=== Section Start ===
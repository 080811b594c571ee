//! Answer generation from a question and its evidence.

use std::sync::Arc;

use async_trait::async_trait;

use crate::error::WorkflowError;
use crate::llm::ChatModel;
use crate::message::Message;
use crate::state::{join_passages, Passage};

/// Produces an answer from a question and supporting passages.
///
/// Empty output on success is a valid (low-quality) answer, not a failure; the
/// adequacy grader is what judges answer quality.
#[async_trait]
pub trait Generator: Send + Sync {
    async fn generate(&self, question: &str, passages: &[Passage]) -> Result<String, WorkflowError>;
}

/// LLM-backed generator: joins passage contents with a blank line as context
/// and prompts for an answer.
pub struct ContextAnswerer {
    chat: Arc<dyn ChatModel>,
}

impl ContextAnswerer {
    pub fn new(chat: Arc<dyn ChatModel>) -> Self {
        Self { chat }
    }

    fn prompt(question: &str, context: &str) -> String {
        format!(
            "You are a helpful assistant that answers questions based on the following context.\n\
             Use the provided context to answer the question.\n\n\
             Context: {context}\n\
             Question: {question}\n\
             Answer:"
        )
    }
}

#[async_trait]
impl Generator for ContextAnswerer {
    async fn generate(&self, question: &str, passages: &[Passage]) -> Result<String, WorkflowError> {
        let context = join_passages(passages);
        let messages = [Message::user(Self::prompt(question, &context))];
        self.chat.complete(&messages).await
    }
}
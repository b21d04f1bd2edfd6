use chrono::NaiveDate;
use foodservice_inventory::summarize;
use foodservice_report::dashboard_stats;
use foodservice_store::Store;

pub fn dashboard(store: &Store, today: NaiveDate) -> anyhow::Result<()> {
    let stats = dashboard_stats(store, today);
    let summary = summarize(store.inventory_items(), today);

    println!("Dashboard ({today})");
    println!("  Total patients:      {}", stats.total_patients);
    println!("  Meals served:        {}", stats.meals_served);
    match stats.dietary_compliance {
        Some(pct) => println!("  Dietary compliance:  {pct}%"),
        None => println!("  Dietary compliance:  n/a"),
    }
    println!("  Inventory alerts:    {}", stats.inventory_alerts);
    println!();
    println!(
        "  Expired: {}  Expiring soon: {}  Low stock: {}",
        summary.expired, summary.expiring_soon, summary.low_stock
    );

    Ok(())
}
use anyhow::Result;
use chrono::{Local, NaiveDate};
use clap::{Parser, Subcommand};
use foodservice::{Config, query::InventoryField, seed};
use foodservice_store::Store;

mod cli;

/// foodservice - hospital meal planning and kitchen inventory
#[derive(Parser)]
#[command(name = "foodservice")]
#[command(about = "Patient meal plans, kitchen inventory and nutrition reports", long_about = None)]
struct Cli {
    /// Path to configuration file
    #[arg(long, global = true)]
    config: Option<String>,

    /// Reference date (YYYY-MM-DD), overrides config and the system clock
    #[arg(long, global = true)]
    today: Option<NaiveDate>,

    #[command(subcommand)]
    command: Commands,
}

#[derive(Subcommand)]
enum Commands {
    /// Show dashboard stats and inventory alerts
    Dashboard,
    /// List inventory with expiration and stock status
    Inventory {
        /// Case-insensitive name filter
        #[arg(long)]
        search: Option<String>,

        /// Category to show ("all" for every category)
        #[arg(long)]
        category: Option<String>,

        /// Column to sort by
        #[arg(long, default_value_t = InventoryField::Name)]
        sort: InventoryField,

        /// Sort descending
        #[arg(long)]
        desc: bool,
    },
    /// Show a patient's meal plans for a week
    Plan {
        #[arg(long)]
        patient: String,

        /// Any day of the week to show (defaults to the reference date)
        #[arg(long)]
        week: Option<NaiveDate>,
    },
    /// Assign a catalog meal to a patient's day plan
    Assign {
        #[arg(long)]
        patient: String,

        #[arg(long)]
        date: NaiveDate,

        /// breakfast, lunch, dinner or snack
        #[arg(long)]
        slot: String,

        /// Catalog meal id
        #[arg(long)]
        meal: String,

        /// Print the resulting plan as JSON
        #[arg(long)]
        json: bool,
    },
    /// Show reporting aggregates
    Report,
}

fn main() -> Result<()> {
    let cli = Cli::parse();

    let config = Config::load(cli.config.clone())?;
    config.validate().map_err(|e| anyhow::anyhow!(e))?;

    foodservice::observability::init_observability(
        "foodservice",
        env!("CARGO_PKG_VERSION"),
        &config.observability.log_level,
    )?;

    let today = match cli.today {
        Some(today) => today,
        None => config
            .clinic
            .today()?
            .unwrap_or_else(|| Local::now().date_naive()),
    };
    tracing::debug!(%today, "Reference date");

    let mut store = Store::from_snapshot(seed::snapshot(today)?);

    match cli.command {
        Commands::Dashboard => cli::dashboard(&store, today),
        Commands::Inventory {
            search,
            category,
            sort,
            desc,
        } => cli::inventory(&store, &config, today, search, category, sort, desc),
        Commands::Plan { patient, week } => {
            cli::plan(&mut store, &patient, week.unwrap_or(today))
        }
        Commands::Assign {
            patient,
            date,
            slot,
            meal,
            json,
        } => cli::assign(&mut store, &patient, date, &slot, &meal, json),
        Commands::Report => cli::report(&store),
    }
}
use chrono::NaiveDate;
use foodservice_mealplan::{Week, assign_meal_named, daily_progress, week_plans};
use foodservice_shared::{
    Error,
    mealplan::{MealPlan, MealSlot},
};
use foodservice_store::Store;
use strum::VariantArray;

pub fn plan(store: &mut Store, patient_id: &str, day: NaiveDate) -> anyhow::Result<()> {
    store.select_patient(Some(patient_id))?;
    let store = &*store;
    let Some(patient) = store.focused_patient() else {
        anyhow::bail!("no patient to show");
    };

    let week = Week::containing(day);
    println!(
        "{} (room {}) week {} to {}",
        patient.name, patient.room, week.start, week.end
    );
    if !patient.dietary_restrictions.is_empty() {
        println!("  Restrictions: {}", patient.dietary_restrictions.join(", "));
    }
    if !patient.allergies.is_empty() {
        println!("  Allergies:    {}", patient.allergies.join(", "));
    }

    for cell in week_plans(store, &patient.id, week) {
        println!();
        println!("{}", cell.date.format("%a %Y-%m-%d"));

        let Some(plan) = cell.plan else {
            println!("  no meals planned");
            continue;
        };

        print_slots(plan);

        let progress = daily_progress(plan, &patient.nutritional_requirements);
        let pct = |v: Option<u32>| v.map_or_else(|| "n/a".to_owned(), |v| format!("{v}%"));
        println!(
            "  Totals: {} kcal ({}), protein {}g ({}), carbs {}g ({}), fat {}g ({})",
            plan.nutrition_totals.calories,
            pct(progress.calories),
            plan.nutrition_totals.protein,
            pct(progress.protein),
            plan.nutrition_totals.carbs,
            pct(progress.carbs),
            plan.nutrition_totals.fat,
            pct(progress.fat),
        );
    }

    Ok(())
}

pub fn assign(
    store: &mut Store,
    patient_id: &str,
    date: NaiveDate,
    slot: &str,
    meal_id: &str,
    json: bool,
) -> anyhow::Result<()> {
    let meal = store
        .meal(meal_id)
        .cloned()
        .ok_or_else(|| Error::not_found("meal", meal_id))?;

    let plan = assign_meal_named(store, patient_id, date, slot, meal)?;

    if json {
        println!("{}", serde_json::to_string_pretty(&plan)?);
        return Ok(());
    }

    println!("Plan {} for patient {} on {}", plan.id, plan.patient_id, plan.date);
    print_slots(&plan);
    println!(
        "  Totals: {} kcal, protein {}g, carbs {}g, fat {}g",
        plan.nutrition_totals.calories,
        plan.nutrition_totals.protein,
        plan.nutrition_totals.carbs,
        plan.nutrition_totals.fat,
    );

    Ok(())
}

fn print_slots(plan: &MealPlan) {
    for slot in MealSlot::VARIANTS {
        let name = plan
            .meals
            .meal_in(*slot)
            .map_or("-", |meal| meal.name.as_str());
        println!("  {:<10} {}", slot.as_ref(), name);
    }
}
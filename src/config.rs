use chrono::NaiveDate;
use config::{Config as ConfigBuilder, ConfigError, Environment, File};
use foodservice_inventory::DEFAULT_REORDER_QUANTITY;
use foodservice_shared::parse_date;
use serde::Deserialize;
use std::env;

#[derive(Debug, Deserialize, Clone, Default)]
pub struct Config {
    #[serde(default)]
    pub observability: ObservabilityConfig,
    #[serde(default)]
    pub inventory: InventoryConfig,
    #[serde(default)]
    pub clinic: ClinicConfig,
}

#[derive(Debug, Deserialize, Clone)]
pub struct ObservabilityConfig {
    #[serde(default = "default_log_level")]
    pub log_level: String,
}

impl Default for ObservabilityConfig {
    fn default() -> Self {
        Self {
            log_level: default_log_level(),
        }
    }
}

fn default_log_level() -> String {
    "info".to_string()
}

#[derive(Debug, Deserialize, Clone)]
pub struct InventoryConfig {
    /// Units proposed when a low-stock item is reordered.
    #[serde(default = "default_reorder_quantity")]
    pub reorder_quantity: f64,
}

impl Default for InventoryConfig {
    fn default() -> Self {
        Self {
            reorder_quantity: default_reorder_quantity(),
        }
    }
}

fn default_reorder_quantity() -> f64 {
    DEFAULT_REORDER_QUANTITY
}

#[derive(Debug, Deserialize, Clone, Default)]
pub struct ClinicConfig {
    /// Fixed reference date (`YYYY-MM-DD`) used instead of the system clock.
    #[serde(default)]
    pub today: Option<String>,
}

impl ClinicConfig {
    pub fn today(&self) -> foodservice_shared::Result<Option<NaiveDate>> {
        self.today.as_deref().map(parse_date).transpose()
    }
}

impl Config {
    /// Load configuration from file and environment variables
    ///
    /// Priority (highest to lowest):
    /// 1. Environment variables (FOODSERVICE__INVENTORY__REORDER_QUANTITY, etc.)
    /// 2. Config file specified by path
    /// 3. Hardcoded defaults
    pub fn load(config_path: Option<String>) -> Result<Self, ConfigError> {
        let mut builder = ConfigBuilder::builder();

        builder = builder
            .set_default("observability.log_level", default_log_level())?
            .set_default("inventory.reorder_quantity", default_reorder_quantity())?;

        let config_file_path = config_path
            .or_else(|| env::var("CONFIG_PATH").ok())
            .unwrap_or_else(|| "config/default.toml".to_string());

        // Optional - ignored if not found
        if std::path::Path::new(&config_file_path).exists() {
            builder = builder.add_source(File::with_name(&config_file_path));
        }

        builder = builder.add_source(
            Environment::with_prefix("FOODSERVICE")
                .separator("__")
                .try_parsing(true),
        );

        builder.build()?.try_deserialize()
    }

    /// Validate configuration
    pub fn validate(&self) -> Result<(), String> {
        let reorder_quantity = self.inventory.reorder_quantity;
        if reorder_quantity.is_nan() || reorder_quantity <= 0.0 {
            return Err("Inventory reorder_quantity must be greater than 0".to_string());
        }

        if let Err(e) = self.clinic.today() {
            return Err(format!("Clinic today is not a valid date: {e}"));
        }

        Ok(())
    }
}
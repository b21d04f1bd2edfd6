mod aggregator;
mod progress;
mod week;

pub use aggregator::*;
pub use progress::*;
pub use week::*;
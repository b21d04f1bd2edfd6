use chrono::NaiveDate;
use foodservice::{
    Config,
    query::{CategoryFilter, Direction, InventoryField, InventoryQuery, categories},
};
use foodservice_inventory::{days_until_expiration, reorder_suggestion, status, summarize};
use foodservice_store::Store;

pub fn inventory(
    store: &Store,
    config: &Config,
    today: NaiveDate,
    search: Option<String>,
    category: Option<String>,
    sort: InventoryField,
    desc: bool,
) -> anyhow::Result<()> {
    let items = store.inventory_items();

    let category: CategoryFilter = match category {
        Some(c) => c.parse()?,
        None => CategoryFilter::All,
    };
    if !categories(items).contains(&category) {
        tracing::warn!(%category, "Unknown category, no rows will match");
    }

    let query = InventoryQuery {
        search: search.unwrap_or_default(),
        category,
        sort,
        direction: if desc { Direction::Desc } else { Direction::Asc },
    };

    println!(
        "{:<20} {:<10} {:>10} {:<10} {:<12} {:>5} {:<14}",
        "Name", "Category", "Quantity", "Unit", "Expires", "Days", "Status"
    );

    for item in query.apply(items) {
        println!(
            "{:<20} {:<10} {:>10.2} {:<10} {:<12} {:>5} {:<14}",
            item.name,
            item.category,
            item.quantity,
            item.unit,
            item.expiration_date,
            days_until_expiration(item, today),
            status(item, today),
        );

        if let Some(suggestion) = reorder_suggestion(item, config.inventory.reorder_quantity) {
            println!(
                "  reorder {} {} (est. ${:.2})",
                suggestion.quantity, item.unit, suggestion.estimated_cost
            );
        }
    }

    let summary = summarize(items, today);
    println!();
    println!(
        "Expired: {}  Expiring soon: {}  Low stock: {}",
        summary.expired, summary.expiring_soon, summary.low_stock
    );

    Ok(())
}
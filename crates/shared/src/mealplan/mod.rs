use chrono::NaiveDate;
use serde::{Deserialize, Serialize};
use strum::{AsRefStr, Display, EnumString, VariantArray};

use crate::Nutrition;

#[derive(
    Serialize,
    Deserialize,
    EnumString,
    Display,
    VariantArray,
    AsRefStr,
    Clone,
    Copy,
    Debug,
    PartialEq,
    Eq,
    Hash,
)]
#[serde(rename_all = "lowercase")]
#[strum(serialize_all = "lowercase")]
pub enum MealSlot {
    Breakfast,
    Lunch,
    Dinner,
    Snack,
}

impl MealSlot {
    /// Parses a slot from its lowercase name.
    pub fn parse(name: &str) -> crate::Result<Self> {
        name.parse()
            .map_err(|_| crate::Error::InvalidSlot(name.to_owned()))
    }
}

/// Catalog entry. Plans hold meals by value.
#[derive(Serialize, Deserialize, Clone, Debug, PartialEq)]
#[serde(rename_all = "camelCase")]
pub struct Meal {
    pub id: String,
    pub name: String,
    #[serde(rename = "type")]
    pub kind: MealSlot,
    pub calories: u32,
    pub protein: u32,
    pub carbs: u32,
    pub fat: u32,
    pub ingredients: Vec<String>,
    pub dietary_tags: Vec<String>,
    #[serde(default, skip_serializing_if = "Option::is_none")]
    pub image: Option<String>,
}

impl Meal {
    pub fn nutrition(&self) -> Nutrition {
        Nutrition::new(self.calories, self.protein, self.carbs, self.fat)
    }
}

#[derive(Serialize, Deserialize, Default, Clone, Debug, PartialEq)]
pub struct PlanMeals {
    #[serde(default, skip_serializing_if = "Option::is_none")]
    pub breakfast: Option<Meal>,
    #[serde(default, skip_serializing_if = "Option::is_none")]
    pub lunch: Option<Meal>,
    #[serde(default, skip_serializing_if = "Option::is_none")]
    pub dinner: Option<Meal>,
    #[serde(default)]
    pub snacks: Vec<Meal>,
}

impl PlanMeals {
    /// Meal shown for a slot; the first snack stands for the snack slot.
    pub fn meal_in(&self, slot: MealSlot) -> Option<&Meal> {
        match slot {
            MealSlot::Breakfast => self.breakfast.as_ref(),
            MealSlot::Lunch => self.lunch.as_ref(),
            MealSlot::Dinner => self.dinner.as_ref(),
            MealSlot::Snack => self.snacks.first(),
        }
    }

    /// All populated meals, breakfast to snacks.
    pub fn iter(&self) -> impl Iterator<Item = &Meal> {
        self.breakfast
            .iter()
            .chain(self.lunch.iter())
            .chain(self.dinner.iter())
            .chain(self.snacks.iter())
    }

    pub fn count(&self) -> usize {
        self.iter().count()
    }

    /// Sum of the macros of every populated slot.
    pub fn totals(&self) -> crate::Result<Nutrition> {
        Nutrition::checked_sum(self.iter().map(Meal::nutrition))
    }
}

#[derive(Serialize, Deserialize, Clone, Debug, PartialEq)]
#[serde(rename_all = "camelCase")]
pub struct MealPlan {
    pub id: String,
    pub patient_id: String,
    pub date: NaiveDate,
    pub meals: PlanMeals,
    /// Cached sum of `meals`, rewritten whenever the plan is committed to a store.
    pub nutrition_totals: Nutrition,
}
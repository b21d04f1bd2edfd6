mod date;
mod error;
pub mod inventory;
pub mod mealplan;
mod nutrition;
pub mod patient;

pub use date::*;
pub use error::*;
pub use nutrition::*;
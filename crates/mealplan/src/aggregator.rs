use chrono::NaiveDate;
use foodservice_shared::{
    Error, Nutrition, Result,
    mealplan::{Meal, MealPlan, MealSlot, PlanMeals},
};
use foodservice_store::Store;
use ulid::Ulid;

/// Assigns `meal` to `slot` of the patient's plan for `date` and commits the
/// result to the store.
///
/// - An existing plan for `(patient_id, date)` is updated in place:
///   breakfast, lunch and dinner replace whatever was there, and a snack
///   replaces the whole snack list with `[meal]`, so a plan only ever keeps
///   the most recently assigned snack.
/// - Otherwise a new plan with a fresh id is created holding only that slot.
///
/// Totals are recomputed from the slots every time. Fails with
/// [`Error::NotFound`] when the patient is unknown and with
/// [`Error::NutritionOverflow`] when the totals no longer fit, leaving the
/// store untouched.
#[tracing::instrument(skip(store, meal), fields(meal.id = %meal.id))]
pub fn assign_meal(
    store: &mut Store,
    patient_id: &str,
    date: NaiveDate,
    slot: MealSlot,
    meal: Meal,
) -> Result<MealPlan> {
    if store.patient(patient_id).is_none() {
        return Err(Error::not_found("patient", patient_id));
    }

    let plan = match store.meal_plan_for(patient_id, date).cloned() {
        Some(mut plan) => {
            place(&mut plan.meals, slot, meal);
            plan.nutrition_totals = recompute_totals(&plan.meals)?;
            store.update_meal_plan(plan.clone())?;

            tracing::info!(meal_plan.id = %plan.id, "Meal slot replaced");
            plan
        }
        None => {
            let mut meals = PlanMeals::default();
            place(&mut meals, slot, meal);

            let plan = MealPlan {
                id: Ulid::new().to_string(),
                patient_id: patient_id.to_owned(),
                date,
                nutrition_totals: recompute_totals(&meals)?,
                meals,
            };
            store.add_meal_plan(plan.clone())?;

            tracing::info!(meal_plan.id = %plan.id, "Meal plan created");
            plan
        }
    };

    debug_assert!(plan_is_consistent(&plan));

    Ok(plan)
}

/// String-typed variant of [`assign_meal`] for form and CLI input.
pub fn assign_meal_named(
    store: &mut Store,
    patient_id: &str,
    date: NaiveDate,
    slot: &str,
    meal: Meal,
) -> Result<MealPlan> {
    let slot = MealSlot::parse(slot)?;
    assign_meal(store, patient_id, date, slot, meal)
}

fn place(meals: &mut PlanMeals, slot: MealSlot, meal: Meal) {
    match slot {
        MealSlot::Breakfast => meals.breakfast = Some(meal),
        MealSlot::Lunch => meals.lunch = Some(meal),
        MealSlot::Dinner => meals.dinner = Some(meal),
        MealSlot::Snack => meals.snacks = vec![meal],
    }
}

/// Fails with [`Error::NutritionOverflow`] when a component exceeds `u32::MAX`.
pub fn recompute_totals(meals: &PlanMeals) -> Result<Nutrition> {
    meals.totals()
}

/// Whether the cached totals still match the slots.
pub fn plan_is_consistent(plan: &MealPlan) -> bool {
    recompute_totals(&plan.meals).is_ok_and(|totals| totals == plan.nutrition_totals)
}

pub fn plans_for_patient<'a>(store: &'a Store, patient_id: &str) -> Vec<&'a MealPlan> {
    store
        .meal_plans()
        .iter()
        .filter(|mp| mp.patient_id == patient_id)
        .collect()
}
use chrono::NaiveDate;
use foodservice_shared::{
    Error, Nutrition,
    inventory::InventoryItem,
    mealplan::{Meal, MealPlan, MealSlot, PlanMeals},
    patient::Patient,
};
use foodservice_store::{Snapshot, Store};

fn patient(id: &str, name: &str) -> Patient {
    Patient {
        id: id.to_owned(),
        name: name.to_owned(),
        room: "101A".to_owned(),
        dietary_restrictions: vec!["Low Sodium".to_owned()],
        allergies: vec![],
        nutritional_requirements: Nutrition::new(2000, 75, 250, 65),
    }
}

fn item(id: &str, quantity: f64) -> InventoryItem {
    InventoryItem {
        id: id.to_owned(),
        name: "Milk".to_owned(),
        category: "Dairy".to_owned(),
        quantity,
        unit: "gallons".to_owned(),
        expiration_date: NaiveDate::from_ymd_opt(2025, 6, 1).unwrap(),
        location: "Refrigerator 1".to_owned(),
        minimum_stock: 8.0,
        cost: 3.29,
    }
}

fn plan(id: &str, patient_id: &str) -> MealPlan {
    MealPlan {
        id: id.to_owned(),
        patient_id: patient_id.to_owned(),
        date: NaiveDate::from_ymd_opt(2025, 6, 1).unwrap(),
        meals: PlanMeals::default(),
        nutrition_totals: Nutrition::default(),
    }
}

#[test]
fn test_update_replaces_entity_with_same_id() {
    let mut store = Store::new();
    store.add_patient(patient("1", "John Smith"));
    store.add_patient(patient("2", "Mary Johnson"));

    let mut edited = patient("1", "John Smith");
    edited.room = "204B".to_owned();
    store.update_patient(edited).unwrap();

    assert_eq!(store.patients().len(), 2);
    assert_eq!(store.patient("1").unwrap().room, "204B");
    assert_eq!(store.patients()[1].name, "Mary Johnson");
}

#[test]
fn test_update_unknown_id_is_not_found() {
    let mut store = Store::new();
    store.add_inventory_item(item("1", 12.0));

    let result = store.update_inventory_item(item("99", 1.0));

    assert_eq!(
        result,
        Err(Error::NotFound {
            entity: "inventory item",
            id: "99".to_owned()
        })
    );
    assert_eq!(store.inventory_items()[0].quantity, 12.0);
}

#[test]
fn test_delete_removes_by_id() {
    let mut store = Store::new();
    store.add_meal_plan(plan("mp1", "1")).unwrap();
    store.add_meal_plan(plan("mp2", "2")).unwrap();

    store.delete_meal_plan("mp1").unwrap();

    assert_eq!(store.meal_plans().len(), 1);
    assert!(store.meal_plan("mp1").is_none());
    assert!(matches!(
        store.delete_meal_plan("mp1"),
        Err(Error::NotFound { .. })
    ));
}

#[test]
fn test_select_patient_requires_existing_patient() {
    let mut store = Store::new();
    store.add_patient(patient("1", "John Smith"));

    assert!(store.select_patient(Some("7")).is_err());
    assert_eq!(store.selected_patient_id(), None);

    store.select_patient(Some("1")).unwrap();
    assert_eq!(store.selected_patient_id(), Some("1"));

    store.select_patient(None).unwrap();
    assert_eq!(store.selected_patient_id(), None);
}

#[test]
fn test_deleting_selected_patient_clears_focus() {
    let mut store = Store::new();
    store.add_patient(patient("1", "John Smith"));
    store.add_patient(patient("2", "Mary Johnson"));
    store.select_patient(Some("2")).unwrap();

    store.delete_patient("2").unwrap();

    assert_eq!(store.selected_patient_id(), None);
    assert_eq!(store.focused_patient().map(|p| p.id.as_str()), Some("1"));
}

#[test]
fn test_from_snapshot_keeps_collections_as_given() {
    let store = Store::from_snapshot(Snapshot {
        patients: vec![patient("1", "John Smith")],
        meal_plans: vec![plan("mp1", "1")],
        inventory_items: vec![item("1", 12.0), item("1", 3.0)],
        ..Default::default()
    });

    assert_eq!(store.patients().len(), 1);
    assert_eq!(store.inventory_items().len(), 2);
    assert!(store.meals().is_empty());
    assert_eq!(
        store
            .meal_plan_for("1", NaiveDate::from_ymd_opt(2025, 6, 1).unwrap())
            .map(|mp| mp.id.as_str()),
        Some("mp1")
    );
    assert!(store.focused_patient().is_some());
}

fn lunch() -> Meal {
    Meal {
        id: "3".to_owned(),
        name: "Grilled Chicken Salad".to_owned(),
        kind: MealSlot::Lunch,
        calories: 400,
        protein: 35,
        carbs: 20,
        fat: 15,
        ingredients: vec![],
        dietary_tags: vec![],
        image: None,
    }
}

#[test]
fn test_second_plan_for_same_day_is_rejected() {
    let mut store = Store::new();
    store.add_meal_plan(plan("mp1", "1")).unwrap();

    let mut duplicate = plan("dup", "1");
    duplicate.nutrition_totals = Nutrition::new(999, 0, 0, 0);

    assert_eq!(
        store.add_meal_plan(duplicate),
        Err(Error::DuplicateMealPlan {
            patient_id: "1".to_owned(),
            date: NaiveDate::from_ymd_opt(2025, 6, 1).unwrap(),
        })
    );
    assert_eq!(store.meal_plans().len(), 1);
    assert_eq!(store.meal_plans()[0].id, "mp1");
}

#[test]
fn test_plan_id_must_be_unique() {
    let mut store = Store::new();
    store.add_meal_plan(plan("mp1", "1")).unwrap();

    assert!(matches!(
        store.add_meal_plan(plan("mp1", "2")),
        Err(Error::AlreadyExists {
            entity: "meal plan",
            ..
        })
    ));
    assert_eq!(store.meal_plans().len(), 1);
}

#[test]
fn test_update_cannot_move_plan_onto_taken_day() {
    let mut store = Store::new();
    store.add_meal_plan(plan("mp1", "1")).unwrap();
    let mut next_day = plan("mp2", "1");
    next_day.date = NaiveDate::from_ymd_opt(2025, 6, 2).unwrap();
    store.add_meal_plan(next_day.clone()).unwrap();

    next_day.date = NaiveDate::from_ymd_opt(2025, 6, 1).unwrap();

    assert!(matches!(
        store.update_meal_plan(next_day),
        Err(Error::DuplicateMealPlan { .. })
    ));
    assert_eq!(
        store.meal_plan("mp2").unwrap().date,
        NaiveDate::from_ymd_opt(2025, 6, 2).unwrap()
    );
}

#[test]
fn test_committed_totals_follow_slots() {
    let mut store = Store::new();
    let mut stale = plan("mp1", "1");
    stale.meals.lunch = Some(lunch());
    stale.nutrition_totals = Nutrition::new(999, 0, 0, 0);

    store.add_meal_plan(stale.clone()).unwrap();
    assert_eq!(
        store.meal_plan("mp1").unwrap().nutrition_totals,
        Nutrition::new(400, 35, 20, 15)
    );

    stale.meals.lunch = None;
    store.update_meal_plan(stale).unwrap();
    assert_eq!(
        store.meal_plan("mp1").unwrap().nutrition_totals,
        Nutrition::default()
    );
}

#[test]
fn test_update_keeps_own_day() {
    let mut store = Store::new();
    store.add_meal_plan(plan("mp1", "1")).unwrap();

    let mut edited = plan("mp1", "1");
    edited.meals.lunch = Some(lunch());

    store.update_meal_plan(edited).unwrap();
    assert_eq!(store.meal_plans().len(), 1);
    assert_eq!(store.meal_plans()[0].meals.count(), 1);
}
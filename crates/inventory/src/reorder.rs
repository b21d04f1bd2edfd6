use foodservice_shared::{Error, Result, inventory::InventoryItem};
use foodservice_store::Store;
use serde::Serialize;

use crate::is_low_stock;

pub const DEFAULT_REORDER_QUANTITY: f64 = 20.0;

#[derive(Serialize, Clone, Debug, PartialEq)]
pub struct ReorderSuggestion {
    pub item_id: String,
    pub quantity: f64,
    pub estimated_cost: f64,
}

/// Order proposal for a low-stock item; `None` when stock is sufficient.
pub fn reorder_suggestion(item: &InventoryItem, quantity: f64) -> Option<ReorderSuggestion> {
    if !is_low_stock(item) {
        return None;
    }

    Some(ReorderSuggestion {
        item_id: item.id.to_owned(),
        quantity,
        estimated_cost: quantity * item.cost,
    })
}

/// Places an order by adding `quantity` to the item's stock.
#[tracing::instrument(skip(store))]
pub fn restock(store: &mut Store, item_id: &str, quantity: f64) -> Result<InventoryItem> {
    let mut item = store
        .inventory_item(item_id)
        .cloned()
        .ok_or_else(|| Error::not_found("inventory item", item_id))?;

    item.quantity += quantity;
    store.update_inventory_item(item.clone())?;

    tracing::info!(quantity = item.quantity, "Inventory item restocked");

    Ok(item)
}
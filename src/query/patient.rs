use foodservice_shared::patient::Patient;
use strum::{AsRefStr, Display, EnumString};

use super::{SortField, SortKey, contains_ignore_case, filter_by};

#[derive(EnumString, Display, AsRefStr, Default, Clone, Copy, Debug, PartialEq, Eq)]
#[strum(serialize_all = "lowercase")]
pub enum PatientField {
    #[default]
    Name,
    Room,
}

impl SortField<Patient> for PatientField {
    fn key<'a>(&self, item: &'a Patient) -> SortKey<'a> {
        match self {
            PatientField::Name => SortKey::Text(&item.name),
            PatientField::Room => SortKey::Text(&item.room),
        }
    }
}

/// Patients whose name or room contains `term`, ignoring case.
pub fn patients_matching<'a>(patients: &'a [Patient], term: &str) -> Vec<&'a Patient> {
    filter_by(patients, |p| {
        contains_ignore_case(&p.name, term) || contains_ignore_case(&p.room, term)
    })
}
=== Section End ===
Instructions for the task: Task for the records above: copy every line in which the word "YYYY" occurs.

Expected answer:
    /// Reference date (YYYY-MM-DD), overrides config and the system clock
    /// Fixed reference date (`YYYY-MM-DD`) used instead of the system clock.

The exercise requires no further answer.